Anticoagulation in device-detected atrial fibrillation with or without vascular disease: a combined analysis of the NOAH-AFNET 6 and ARTESiA trials
Renate B. Schnabel, Juan Benezet‐Mazuecos, Nina Becher, William F McIntyre, Alexander Fierenz, Shun Fu Lee, Andreas Goette, Dan Atar, Emanuele Bertaglia, Alexander P. Benz, Gregory Chlouverakis, David Birnie, Wolfgang Dichtl, Carina Blomström‐Lundqvist, A. John Camm, Julia W. Erath, Εmmanuel Simantirakis, Valentina Kutyifa, Gregory Y H Lip, Philippe Mabo, Éloi Marijon, Léna Rivard, Ulrich Schotten, Marco Alings, Susanne Sehner, Tobias Toennis, Cecilia Linde, Panos Vardas, Christopher B. Granger, Antonia Zapf, Renato D. Lópes, Jeff S. Healey, Paulus Kirchhof
Abstract
BACKGROUND AND AIMS: The optimal antithrombotic therapy in patients with device-detected atrial fibrillation (DDAF) is unknown. Concomitant vascular disease can modify the benefits and risks of anticoagulation. METHODS: These pre-specified analyses of the NOAH-AFNET 6 (n = 2534 patients) and ARTESiA (n = 4012 patients) trials compared anticoagulation with no anticoagulation in patients with DDAF with or without vascular disease, defined as prior stroke/transient ischaemic attack, coronary or peripheral artery disease. Efficacy outcomes were the primary outcomes of both trials, a composite of stroke, systemic arterial embolism (SE), myocardial infarction, pulmonary embolism or cardiovascular death, and stroke or SE. Safety outcomes were major bleeding or major bleeding and death.
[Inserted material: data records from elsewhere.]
#[cfg(test)]
mod tests {
    use super::*;
    use std::collections::HashMap;

    #[test]
    fn test_default_config() {
        let config = CacheConfig::default();
        assert!(config.enabled);
        assert!(config.enable_l2);
        assert_eq!(config.namespace_version, 1);
        assert_eq!(config.ttl_by_category.get(&Category::Search), Some(&300));
        assert!(config.validate().is_ok());
    }

    #[test]
    fn test_config_validation() {
        let mut invalid = CacheConfig::default();
        invalid.namespace_version = 0;
        assert!(invalid.validate().unwrap_err().is_config());

        let mut invalid = CacheConfig::default();
        invalid.l1_size_limit_bytes = 2 * invalid.l2_size_limit_bytes;
        assert!(invalid.validate().is_err());

        // The same limits are fine once L2 is off
        invalid.enable_l2 = false;
        assert!(invalid.validate().is_ok());

        let mut invalid = CacheConfig::default();
        invalid.ttl_jitter = 1.5;
        assert!(invalid.validate().is_err());

        let mut invalid = CacheConfig::default();
        invalid.ttl_by_category.insert(Category::Error, 0);
        assert!(invalid.validate().is_err());
    }

    #[test]
    fn test_builder_rejects_zero_namespace() {
        let result = CacheConfig::builder().namespace_version(0).build();
        assert!(matches!(result, Err(CacheError::Config(_))));
    }

    #[test]
    fn test_config_builder() {
        let config = CacheConfig::builder()
            .cache_dir("/tmp/x")
            .l1_size_limit_mb(8)
            .l2_size_limit_mb(64)
            .default_ttl(Duration::from_secs(600))
            .category_ttl(Category::Search, Duration::from_secs(60))
            .namespace_version(3)
            .build()
            .unwrap();

        assert_eq!(config.cache_dir, PathBuf::from("/tmp/x"));
        assert_eq!(config.l1_size_limit_bytes, 8 * MB);
        assert_eq!(config.l2_size_limit_bytes, 64 * MB);
        assert_eq!(config.default_ttl_seconds, 600);
        assert_eq!(config.ttl_by_category[&Category::Search], 60);
        assert_eq!(config.ttl_by_category[&Category::Record], 86_400);
        assert_eq!(config.namespace_version, 3);
    }

    #[test]
    fn test_resolve_ttl_precedence() {
        let config = CacheConfig::default();

        assert_eq!(
            config.resolve_ttl(Some(Duration::from_secs(5)), Some(Category::Search)),
            Duration::from_secs(5)
        );
        assert_eq!(
            config.resolve_ttl(None, Some(Category::Search)),
            Duration::from_secs(300)
        );
        assert_eq!(config.resolve_ttl(None, None), Duration::from_secs(86_400));
    }

    #[test]
    fn test_ttl_with_jitter() {
        let config = CacheConfig {
            ttl_jitter: 0.1,
            ..Default::default()
        };

        let ttl = config.with_jitter(Duration::from_secs(3600));
        assert!(ttl.as_secs_f64() >= 3600.0 - 360.0);
        assert!(ttl.as_secs_f64() <= 3600.0 + 360.0);
    }

    #[test]
    fn test_from_lookup() {
        let vars: HashMap<String, String> = [
            ("SCHOLAR_CACHE_ENABLE_L2", "false"),
            ("SCHOLAR_CACHE_L1_SIZE_MB", "32"),
            ("SCHOLAR_CACHE_NAMESPACE_VERSION", "4"),
            ("SCHOLAR_CACHE_TTL_FULLTEXT", "120"),
        ]
        .into_iter()
        .map(|(k, v)| (k.to_string(), v.to_string()))
        .collect();

        let config = CacheConfig::from_lookup(|name| vars.get(name).cloned()).unwrap();
        assert!(!config.enable_l2);
        assert_eq!(config.l1_size_limit_bytes, 32 * MB);
        assert_eq!(config.namespace_version, 4);
        assert_eq!(config.ttl_by_category[&Category::Fulltext], 120);
    }

    #[test]
    fn test_from_lookup_rejects_garbage() {
        let result = CacheConfig::from_lookup(|name| {
            (name == "SCHOLAR_CACHE_ENABLED").then(|| "maybe".to_string())
        });
        assert!(result.is_err());

        let result = CacheConfig::from_lookup(|name| {
            (name == "SCHOLAR_CACHE_NAMESPACE_VERSION").then(|| "0".to_string())
        });
        assert!(result.is_err());
    }

    #[test]
    fn test_oversized_megabyte_limits_are_rejected() {
        let huge = (u64::MAX / MB + 1).to_string();
        for name in ["SCHOLAR_CACHE_L1_SIZE_MB", "SCHOLAR_CACHE_L2_SIZE_MB"] {
            let err = CacheConfig::from_lookup(|n| (n == name).then(|| huge.clone())).unwrap_err();
            assert!(err.is_config(), "{}: {}", name, err);
        }

        let err = CacheConfig::builder()
            .l2_size_limit_mb(u64::MAX)
            .l2_size_limit_mb(64)
            .build()
            .unwrap_err();
        assert!(err.to_string().contains("l2_size_limit"));

        let config = CacheConfig::builder()
            .l1_size_limit_mb(u64::MAX / MB)
            .l2_size_limit_mb(u64::MAX / MB)
            .build()
            .unwrap();
        assert_eq!(config.l1_size_limit_bytes, (u64::MAX / MB) * MB);
    }

    #[test]
    fn test_preset_configs() {
        assert!(!CacheConfig::memory_only().enable_l2);
        let small = CacheConfig::small("/tmp/small");
        assert_eq!(small.l1_size_limit_bytes, 16 * MB);
        assert!(small.validate().is_ok());
    }
}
RESULTS: In patients with vascular disease (NOAH-AFNET 6, 56%; ARTESiA, 46%), stroke, myocardial infarction, systemic or pulmonary embolism, or cardiovascular death occurred at 3.9%/patient-year with and 5.0%/patient-year without anticoagulation (NOAH-AFNET 6), and 3.2%/patient-year with and 4.4%/patient-year without anticoagulation (ARTESiA). Without vascular disease, outcomes were equal with and without anticoagulation (NOAH-AFNET 6, 2.7%/patient-year; ARTESiA, 2.3%/patient-year in both randomized groups). Meta-analysis found consistent results across both trials (I2heterogeneity = 6%) with a trend for interaction with randomized therapy (pinteraction = .08). Stroke/SE behaved similarly. Anticoagulation equally increased major bleeding in vascular disease patients [edoxaban, 2.1%/patient-year; no anticoagulation, 1.3%/patient-year; apixaban, 1.7%/patient-years; no anticoagulation, 1.1%/patient-year; incidence rate ratio 1.55 (1.10-2.20)] and without vascular disease [edoxaban, 2.2%/patient-year; no anticoagulation, 0.6%/patient-year; apixaban, 1.4%/patient-year; no anticoagulation, 1.1%/patient-year; incidence rate ratio 1.93 (0.72-5.20)]. CONCLUSIONS: Patients with DDAF and vascular disease are at higher risk of stroke and cardiovascular events and may derive a greater benefit from anticoagulation than patients with DDAF without vascular disease.